Which of the following statements correctly explains why a passenger in a car, who is not restrained by the seat belt, continues to move forward when the brakes are applied suddenly?

  1. The braking force applied to the car exerts an equal and opposite force on the passenger.

  2. A forward force (called inertia) acts on the passenger.

  3. A resultant forward force acts on the passenger.

  4. A zero resultant force acts on the passenger.

[IEB 2003/11 HG1]

A zero resultant force acts on the passenger.

A rocket (mass \(\text{20 000}\) \(\text{kg}\)) accelerates from rest to \(\text{40}\) \(\text{m·s$^{-1}$}\) in the first \(\text{1,6}\) seconds of its journey upwards into space.

The rocket's propulsion system consists of exhaust gases, which are pushed out of an outlet at its base.

Explain, with reference to the appropriate law of Newton, how the escaping exhaust gases exert an upwards force (thrust) on the rocket.

Newton's third law states that if body A exerts a force on body B, then body B exerts a force of equal magnitude on body A, but in the opposite direction.

The exhaust gases exert a force on the rocket. This means that the rocket also exerts a force on the exhaust gases. Since the direction of the force from the exhaust is downwards the direction of the force from the rocket must be upwards. This is what propels the rocket upwards.
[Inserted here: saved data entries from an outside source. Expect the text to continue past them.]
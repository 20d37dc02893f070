use crate::areas::store::Store;
use anyhow::Context;
use std::cell::{RefCell, RefMut};
use std::path::{Path, PathBuf};

/// Environment variable naming the store root when `--store` is not given.
pub const STORE_ROOT_ENV: &str = "REDLINE_HOME";

/// Picks the store root: explicit path, then `REDLINE_HOME`, then the current
/// directory.
pub fn resolve_store_root(explicit: Option<PathBuf>) -> anyhow::Result<PathBuf> {
    if let Some(path) = explicit {
        return Ok(path);
    }

    match std::env::var_os(STORE_ROOT_ENV) {
        Some(path) if !path.is_empty() => Ok(PathBuf::from(path)),
        _ => std::env::current_dir().context("failed to get current directory"),
    }
}

/// Everything a command needs: the saved-text store and the output writer.
pub struct Session {
    writer: RefCell<Box<dyn std::io::Write>>,
    store: Store,
}

impl Session {
    pub fn new(root: &Path, writer: Box<dyn std::io::Write>) -> anyhow::Result<Self> {
        if !root.exists() {
            std::fs::create_dir_all(root)
                .with_context(|| format!("failed to create store root at {:?}", root))?;
        }
        let root = root
            .canonicalize()
            .with_context(|| format!("failed to resolve store root {:?}", root))?;

        let store = Store::new(&root);
        log::debug!("using store at {:?}", store.path());

        Ok(Session {
            writer: RefCell::new(writer),
            store,
        })
    }

    pub fn writer(&'_ self) -> RefMut<'_, Box<dyn std::io::Write>> {
        self.writer.borrow_mut()
    }

    pub fn store(&self) -> &Store {
        &self.store
    }
}
//! Command implementations
//!
//! Every command is an inherent method on [`Session`](crate::areas::session::Session),
//! grouped in two categories:
//!
//! - `plumbing`: Low-level commands that expose one building block (align, show)
//! - `porcelain`: User-facing comparison workflows (compare, watch, clear)

pub mod plumbing;
pub mod porcelain;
What is the magnitude of the total thrust exerted on the rocket during the first \(\text{1,6}\) \(\text{s}\)?

We first need to find the acceleration. We can do this by using the equations of motion:

\begin{align*} v_{f} & = v_{i} + at \\ 40 & = 0 + (\text{1,6})a \\ a & = \text{25}\text{ m·s$^{-2}$} \end{align*}

Now we can find the magnitude of the total thrust, T:

\begin{align*} T & = W + ma \\ & = (\text{20 000})(\text{9,8}) + (\text{20 000})(\text{25}) \\ & = \text{696 000}\text{ N} \end{align*}

An astronaut of mass \(\text{80}\) \(\text{kg}\) is carried in the space capsule. Determine the resultant force acting on him during the first \(\text{1,6}\) \(\text{s}\).

\begin{align*} T & = W + ma \\ & = (\text{80})(\text{9,8}) + (\text{80})(\text{25}) \\ & = \text{2 784}\text{ N} \end{align*}

Explain why the astronaut, seated in his chair, feels “heavier” while the rocket is launched.

Weight is measured through normal forces. When the rocket accelerates upwards he feels a greater normal force acting on him as the force required to accelerate him upwards in addition to balancing out the gravitational force.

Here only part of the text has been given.